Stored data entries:
*** Begin section ***

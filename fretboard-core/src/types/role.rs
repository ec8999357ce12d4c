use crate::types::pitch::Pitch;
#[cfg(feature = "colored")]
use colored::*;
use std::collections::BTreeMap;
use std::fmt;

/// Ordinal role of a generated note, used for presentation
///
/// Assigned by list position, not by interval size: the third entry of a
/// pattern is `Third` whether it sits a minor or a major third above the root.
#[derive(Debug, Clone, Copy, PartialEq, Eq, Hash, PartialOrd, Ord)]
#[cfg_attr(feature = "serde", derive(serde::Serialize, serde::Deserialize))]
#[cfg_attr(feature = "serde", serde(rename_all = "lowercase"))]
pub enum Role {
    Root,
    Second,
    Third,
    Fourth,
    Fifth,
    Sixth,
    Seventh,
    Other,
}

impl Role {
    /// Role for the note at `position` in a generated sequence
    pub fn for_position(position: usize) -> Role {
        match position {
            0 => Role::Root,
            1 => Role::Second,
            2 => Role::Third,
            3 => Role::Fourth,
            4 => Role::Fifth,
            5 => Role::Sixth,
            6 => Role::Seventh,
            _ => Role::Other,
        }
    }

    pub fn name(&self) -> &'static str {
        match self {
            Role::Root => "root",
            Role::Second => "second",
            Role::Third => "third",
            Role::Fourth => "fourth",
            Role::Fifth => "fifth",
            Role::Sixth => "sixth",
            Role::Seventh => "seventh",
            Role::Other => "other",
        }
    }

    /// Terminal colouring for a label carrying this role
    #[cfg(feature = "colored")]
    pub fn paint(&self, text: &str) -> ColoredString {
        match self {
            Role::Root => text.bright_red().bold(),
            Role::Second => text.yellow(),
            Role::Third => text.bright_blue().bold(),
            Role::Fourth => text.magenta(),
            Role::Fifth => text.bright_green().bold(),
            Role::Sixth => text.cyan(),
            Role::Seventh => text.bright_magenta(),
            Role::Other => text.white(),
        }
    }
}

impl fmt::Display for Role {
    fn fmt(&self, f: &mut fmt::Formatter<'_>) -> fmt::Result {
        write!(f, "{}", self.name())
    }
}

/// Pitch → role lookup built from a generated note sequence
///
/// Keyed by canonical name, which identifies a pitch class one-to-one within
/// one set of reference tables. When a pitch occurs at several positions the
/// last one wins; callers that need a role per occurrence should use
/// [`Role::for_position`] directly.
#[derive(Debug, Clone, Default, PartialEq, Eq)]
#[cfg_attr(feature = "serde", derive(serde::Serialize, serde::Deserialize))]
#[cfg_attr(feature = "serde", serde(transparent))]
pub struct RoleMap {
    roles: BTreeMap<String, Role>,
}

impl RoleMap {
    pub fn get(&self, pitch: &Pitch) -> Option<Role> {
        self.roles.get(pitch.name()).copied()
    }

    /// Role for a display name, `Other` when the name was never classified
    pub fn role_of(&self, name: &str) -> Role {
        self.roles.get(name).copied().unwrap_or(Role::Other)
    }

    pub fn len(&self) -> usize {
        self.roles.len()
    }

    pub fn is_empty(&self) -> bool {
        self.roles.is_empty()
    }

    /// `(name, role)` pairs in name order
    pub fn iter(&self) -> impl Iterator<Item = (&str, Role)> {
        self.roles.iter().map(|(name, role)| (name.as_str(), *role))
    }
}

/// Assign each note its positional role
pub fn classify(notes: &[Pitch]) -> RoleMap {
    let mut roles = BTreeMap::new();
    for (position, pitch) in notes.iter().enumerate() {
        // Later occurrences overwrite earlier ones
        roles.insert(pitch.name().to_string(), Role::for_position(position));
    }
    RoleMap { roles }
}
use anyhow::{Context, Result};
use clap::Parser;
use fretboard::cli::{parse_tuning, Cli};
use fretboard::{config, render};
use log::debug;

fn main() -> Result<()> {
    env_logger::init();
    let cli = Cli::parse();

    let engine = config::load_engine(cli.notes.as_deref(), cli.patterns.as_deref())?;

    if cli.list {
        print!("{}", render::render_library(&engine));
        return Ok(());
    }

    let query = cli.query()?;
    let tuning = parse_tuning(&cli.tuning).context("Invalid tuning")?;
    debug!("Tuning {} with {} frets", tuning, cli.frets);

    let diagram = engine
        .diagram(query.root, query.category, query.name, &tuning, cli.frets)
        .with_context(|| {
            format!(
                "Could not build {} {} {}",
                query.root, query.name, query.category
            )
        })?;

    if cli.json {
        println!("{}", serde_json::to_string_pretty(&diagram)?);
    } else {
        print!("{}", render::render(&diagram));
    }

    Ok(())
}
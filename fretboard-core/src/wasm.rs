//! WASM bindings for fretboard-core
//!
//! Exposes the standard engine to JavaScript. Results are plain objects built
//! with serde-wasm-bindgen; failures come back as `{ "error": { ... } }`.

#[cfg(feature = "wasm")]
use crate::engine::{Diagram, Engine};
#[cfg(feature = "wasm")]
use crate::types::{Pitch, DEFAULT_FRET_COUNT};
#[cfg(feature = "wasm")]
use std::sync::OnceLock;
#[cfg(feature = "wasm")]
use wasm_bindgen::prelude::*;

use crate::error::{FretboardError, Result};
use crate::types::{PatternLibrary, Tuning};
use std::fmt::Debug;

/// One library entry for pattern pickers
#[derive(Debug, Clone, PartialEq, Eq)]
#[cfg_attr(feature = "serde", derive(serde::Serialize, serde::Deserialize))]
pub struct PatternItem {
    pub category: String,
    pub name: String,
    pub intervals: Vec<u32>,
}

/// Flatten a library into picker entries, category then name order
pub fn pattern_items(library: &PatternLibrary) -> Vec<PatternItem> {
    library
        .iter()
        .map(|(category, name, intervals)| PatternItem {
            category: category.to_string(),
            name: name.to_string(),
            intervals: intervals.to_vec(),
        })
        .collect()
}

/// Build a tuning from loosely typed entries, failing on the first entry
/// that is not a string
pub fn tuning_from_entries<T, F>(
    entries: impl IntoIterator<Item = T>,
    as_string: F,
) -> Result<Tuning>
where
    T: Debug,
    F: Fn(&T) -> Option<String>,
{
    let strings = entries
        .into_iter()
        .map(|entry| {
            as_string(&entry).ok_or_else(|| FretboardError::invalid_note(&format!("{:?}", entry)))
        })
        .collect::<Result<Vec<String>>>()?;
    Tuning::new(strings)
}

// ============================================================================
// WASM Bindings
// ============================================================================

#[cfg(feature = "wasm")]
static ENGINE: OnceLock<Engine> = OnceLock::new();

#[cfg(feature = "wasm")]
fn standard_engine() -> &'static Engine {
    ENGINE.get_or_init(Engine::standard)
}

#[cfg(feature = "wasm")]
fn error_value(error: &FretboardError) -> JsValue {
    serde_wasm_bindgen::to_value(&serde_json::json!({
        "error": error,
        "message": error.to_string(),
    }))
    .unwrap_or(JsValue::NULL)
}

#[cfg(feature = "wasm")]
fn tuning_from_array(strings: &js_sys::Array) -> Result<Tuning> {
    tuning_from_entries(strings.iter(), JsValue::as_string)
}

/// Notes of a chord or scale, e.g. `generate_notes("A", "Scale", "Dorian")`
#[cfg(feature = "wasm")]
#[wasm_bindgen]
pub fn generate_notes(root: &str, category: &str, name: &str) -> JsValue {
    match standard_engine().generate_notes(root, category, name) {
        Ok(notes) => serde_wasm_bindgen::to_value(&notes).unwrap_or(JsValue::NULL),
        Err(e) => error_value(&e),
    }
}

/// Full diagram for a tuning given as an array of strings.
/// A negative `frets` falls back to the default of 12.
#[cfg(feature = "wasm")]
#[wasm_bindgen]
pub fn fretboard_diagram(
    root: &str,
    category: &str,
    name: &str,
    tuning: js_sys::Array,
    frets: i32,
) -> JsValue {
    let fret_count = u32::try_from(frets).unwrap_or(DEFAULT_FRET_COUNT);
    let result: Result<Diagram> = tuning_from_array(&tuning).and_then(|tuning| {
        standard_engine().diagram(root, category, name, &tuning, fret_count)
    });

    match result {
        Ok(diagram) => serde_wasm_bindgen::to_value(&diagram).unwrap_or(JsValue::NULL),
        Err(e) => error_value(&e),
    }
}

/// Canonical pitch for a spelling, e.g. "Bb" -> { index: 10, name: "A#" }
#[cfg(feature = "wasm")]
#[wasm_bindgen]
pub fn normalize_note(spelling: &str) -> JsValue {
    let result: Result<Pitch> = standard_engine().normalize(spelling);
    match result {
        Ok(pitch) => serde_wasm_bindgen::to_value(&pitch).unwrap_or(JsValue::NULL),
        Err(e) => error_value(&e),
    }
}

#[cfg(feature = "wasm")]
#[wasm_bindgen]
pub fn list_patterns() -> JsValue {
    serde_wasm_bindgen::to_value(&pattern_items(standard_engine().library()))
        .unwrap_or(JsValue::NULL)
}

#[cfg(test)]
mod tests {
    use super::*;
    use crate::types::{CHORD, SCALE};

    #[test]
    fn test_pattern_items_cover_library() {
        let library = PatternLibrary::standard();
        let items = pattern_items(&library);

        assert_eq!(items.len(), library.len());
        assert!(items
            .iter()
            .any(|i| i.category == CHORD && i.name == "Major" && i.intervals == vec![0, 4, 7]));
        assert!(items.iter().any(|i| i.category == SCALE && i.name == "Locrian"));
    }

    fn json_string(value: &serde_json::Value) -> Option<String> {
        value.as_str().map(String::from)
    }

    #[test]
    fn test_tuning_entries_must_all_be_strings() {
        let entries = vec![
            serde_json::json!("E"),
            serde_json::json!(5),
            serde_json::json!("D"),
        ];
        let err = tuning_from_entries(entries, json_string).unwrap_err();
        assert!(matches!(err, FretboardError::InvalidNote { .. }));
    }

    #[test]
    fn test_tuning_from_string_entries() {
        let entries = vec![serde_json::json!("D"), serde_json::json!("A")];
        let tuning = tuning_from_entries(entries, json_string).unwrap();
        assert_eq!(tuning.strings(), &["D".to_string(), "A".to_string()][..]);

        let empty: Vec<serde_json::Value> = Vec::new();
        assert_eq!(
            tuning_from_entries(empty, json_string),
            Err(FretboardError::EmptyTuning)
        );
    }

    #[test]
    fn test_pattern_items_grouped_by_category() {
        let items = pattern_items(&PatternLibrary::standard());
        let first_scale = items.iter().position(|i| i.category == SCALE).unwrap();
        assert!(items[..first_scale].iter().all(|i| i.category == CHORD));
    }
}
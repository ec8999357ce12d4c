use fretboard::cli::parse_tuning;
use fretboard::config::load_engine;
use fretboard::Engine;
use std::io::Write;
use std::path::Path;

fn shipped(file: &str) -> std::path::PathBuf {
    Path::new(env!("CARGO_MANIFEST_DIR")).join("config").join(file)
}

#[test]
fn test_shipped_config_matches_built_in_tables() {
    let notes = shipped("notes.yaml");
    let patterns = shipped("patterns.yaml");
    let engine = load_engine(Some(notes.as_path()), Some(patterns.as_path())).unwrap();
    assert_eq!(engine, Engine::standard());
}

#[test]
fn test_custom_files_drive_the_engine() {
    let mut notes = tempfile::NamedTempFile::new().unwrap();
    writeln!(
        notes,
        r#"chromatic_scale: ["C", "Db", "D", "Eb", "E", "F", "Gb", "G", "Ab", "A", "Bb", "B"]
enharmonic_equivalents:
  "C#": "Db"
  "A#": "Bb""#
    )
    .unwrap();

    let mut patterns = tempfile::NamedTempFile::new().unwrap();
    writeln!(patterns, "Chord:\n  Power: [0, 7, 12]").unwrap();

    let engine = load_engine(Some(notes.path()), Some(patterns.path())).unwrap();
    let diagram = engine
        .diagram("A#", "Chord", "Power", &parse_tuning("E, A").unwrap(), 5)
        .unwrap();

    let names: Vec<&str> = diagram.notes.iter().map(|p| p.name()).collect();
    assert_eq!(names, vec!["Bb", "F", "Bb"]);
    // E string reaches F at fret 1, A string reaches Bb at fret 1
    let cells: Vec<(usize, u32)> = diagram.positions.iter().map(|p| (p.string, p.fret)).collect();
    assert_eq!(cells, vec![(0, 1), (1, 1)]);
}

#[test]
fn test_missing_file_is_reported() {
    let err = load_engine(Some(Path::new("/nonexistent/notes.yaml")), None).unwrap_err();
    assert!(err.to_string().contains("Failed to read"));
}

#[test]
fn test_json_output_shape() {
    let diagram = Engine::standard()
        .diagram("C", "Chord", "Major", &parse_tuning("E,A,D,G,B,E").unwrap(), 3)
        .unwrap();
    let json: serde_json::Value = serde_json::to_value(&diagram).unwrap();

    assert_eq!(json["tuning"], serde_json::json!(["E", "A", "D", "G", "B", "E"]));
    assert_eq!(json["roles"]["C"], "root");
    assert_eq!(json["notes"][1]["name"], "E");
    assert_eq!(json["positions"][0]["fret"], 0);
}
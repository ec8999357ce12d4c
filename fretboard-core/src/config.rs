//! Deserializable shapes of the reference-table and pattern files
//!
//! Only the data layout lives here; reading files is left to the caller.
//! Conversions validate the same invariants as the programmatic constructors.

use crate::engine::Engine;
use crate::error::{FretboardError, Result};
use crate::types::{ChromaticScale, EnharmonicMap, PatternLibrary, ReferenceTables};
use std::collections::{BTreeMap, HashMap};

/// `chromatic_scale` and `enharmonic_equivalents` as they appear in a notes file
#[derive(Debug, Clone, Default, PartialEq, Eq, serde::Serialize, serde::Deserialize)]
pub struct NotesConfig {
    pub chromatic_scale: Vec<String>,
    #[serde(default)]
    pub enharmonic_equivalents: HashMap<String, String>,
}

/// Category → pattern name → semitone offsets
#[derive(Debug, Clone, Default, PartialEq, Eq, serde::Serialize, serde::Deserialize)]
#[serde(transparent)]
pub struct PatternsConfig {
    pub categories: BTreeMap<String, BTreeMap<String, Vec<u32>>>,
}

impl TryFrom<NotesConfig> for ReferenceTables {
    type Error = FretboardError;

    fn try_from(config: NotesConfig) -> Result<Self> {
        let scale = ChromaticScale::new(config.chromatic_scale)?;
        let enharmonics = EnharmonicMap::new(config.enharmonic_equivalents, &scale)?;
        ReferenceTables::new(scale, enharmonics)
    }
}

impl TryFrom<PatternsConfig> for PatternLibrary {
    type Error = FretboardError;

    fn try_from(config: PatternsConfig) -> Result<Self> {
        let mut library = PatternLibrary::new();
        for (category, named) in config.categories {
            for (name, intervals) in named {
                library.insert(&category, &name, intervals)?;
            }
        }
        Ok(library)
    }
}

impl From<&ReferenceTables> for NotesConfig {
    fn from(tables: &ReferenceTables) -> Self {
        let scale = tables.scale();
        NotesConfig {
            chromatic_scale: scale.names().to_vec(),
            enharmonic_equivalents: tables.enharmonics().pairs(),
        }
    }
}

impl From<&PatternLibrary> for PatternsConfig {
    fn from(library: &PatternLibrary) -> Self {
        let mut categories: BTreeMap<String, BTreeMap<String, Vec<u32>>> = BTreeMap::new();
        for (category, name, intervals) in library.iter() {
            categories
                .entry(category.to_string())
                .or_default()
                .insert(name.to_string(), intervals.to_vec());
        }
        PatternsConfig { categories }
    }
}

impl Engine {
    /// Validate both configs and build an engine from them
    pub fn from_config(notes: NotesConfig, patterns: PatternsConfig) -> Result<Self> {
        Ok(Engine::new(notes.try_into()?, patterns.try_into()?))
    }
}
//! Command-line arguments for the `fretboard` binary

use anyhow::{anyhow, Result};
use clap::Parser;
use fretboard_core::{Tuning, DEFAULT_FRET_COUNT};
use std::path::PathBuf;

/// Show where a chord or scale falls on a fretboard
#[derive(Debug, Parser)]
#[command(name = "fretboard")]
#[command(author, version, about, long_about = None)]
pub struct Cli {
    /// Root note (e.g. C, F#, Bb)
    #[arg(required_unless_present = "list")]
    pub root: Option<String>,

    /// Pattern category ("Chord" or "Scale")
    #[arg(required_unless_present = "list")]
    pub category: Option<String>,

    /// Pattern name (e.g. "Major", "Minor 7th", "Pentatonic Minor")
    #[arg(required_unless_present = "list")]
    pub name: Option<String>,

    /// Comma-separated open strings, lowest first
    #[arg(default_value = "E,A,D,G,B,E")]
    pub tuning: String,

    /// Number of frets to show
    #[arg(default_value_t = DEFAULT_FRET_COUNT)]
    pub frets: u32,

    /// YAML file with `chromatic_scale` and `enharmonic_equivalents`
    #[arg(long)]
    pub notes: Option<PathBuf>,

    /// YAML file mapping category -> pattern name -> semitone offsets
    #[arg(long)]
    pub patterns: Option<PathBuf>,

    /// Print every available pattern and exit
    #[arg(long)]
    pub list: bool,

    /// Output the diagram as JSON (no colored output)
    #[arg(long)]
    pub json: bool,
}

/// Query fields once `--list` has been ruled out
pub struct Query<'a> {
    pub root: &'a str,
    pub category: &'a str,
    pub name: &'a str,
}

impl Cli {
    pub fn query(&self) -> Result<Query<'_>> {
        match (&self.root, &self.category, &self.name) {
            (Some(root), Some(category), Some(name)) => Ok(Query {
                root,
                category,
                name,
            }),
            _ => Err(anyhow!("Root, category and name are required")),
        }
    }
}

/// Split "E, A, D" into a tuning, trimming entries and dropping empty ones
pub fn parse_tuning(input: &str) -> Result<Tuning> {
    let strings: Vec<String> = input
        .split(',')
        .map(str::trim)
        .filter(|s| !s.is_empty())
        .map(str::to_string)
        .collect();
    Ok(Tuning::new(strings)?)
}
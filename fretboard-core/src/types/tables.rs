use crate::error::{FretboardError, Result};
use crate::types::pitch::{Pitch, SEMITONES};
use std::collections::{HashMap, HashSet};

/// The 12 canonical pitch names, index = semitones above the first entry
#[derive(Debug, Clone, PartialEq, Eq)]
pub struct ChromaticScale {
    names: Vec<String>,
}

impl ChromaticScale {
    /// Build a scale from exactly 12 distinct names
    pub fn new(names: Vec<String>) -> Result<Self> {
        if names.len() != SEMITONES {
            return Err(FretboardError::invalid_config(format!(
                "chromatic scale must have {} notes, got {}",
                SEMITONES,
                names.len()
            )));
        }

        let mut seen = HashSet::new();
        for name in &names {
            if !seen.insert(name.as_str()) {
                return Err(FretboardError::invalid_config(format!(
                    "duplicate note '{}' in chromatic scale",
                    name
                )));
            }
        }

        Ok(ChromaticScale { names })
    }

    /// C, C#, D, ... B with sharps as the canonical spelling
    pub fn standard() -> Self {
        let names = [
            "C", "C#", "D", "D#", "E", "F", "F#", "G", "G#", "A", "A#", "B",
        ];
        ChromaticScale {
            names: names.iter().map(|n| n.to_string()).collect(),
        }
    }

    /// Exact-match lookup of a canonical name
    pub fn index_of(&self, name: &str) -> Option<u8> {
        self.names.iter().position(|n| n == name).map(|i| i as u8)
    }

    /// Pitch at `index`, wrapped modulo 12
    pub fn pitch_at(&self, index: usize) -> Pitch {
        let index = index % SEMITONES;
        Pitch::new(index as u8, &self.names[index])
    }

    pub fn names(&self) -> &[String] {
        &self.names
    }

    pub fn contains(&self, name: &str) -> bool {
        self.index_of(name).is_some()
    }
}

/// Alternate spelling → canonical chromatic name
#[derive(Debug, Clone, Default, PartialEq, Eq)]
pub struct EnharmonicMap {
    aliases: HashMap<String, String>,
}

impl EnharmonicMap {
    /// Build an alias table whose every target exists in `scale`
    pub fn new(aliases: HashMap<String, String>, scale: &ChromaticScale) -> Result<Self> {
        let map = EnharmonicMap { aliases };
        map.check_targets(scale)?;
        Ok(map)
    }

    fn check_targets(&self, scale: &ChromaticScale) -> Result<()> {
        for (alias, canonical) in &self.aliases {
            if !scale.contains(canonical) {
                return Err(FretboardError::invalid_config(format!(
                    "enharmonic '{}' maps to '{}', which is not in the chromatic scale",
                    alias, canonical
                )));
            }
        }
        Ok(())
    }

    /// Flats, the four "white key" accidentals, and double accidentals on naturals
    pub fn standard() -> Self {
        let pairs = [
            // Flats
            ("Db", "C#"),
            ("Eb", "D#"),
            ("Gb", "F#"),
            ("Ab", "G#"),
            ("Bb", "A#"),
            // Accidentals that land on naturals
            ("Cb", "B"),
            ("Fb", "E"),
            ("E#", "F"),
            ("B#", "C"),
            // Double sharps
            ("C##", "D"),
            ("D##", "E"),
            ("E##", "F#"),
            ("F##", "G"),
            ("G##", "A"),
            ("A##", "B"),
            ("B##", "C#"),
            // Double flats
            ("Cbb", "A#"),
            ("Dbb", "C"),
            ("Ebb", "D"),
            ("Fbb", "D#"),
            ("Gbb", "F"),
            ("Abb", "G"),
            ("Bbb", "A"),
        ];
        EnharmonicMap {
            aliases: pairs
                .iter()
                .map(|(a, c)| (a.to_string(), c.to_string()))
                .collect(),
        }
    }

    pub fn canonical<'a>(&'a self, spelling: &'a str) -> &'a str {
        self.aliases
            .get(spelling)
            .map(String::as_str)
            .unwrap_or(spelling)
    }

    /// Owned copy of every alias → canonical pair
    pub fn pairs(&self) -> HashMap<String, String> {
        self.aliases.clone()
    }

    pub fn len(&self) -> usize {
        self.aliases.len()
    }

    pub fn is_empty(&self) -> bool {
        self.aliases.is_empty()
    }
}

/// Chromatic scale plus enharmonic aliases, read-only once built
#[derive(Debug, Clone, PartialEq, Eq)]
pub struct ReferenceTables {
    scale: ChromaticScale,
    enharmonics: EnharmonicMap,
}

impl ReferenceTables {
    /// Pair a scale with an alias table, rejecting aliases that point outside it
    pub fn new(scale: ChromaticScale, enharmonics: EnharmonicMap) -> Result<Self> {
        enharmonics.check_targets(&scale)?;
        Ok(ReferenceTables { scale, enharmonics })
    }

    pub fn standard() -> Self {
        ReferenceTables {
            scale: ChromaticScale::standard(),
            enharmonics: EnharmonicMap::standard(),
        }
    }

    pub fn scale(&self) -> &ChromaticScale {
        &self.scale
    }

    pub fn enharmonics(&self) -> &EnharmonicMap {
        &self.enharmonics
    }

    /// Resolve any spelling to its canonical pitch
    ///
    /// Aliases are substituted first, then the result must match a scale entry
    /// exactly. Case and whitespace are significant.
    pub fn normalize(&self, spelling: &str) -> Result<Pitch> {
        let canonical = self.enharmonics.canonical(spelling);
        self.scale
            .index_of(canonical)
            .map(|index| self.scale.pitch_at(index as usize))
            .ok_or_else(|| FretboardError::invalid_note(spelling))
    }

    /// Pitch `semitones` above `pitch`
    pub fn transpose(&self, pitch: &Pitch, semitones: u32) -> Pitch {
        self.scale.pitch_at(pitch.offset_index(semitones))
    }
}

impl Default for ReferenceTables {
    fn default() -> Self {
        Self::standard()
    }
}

*** End section ***

[Aim of the task]:
Where a line of the data above includes "positions", copy that line.

[Output of the task]:
/// one set of reference tables. When a pitch occurs at several positions the
    let cells: Vec<(usize, u32)> = diagram.positions.iter().map(|p| (p.string, p.fret)).collect();
    assert_eq!(json["positions"][0]["fret"], 0);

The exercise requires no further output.